In Anne Applebaum’s Red Famine, a 1920s Bolshevik tells an American that food is a weapon (29). Recently, the Syrian and Saudi regimes—cruel secularizing and fundamentalist authoritarians respectively, hostile to each other, one aligned with Russia, the other with the West—have both used that weapon. In general, starving others is still so popular that the current pope has seen the need to expressly condemn it.

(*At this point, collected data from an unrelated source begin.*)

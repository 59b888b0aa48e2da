//! LDES Explorer CLI
//!
//! Walks the event stream behind an artifact and prints one JSON object
//! per member on stdout. Logs go to stderr.

#![warn(missing_docs)]
#![warn(clippy::all)]

use clap::{Parser, Subcommand};
use color_eyre::Result;
use futures::StreamExt;
use ldes_core::ArtifactRef;
use ldes_explore::{Explorer, ExplorerConfig, ViewPolicy};
use ldes_query::SparqlEndpoint;
use ldes_transport::HttpTransport;
use std::io::Write;
use std::sync::Arc;
use std::time::Duration;
use tracing_subscriber::EnvFilter;

#[derive(Parser)]
#[command(name = "ldes")]
#[command(about = "Explore Linked Data Event Streams", long_about = None)]
struct Cli {
    #[command(subcommand)]
    command: Commands,
}

#[derive(Subcommand)]
enum Commands {
    /// Print the members of the event stream an artifact belongs to
    Explore(ExploreArgs),
}

#[derive(clap::Args)]
struct ExploreArgs {
    /// Artifact URL
    url: String,
    /// SPARQL endpoint evaluating the explorer's queries
    #[arg(short, long, env = "LDES_SERVICE")]
    service: String,
    /// HTTP proxy for link discovery and queries
    #[arg(long, env = "LDES_PROXY")]
    proxy: Option<String>,
    /// Members materialized concurrently per page
    #[arg(long, default_value_t = 4)]
    prefetch: usize,
    /// Keep following the log, polling every N seconds
    #[arg(long, value_name = "SECS")]
    follow: Option<u64>,
    /// Walk every view instead of the first
    #[arg(long)]
    all_views: bool,
    /// Print the discovered stream and exit
    #[arg(long)]
    describe: bool,
    /// Stop after N members
    #[arg(long)]
    limit: Option<usize>,
    /// Request timeout in seconds
    #[arg(long, default_value_t = 30)]
    timeout: u64,
}

impl ExploreArgs {
    fn config(&self) -> ExplorerConfig {
        let mut config = ExplorerConfig::default().with_prefetch(self.prefetch);
        if self.all_views {
            config = config.with_view_policy(ViewPolicy::All);
        }
        if let Some(secs) = self.follow {
            config = config.with_follow(Duration::from_secs(secs));
        }
        config
    }
}

#[tokio::main]
async fn main() -> Result<()> {
    color_eyre::install()?;
    let cli = Cli::parse();

    tracing_subscriber::fmt()
        .with_env_filter(
            EnvFilter::try_from_default_env().unwrap_or_else(|_| EnvFilter::new("ldes=info")),
        )
        .with_writer(std::io::stderr)
        .init();

    match cli.command {
        Commands::Explore(args) => explore(args).await,
    }
}

async fn explore(args: ExploreArgs) -> Result<()> {
    let timeout = Duration::from_secs(args.timeout);
    let transport = HttpTransport::with_settings(timeout, args.proxy.as_deref())?;
    let provider = SparqlEndpoint::with_settings(&args.service, timeout, args.proxy.as_deref())?;
    let explorer =
        Explorer::new(Arc::new(transport), Arc::new(provider)).with_config(args.config());
    let artifact = ArtifactRef::new(args.url.clone());

    let mut stdout = std::io::stdout().lock();
    if args.describe {
        let descriptor = explorer.discover(&artifact).await?;
        writeln!(stdout, "{}", serde_json::to_string_pretty(&descriptor)?)?;
        return Ok(());
    }

    let mut members = explorer.explore(artifact);
    let mut printed = 0usize;
    while let Some(member) = members.next().await {
        let member = member?;
        writeln!(stdout, "{}", serde_json::to_string(&member)?)?;
        stdout.flush()?;
        printed += 1;
        if args.limit.is_some_and(|limit| printed >= limit) {
            break;
        }
    }
    tracing::info!(members = printed, "done");
    Ok(())
}
//! Error taxonomy for LDES exploration.

/// Result type used throughout the explorer
pub type ExploreResult<T> = Result<T, ExploreError>;

/// Explorer error
///
/// Discovery and classification failures are fatal to a traversal.
/// `MalformedMember` is recovered locally by skipping the member.
/// `ProviderFailure` terminates the traversal it occurs in.
#[derive(Debug, Clone, PartialEq, Eq, thiserror::Error)]
pub enum ExploreError {
    /// The artifact does not advertise an event stream in its link headers
    #[error("No event stream found for {artifact}")]
    NoEventStreamFound {
        /// Artifact URL that was inspected
        artifact: String,
    },

    /// The stream matched none of the known fragmentation strategies
    #[error("Unsupported event stream variant at {root}")]
    UnsupportedVariant {
        /// Root URL of the stream
        root: String,
    },

    /// Mandatory member fields are missing
    #[error("Malformed member {member}: {reason}")]
    MalformedMember {
        /// Member URL
        member: String,
        /// What was missing
        reason: String,
    },

    /// The query provider or transport failed
    #[error("Provider failure: {message}")]
    ProviderFailure {
        /// Error message from the collaborator
        message: String,
    },

    /// An IRI cannot be interpolated into a query template
    #[error("Invalid IRI: {iri}")]
    InvalidIri {
        /// Offending IRI
        iri: String,
    },
}

impl ExploreError {
    /// Create a provider failure from any displayable error
    pub fn provider(err: impl std::fmt::Display) -> Self {
        Self::ProviderFailure {
            message: err.to_string(),
        }
    }

    /// Whether this error ends the traversal it occurs in
    #[must_use]
    pub const fn is_fatal(&self) -> bool {
        !matches!(self, Self::MalformedMember { .. })
    }
}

In the last century, states as well as those challenging or trying to make them repeatedly used food and its lack to control, coerce, and destroy, in war and in what counts for peace. Experts distinguish different degrees of this abuse, ranging, in essence, from culpable incompetence to deliberate starvation as a weapon of mass murder, often deployed against populations nominally free but also in jails and camps.1 Communist regimes have had no [End Page 145] monopoly on weaponized starving, but they have provided several egregious cases, including in the Stalinist Soviet Union and Mao’s China.2

Regarding the Soviet famines of the early 1930s, linked to the “Great Break” of Stalin’s take-off modernization, there is wide agreement that it was state policies—of commission and omission—that caused excruciating death and lasting harm for many millions. Regarding the Soviet regime’s responsibility, experts and scholars debate not the fact but its nature: current assessments range, in essence, from lethally reckless and murderously callous to deliberately genocidal. None of them are forgiving, but they are not the same.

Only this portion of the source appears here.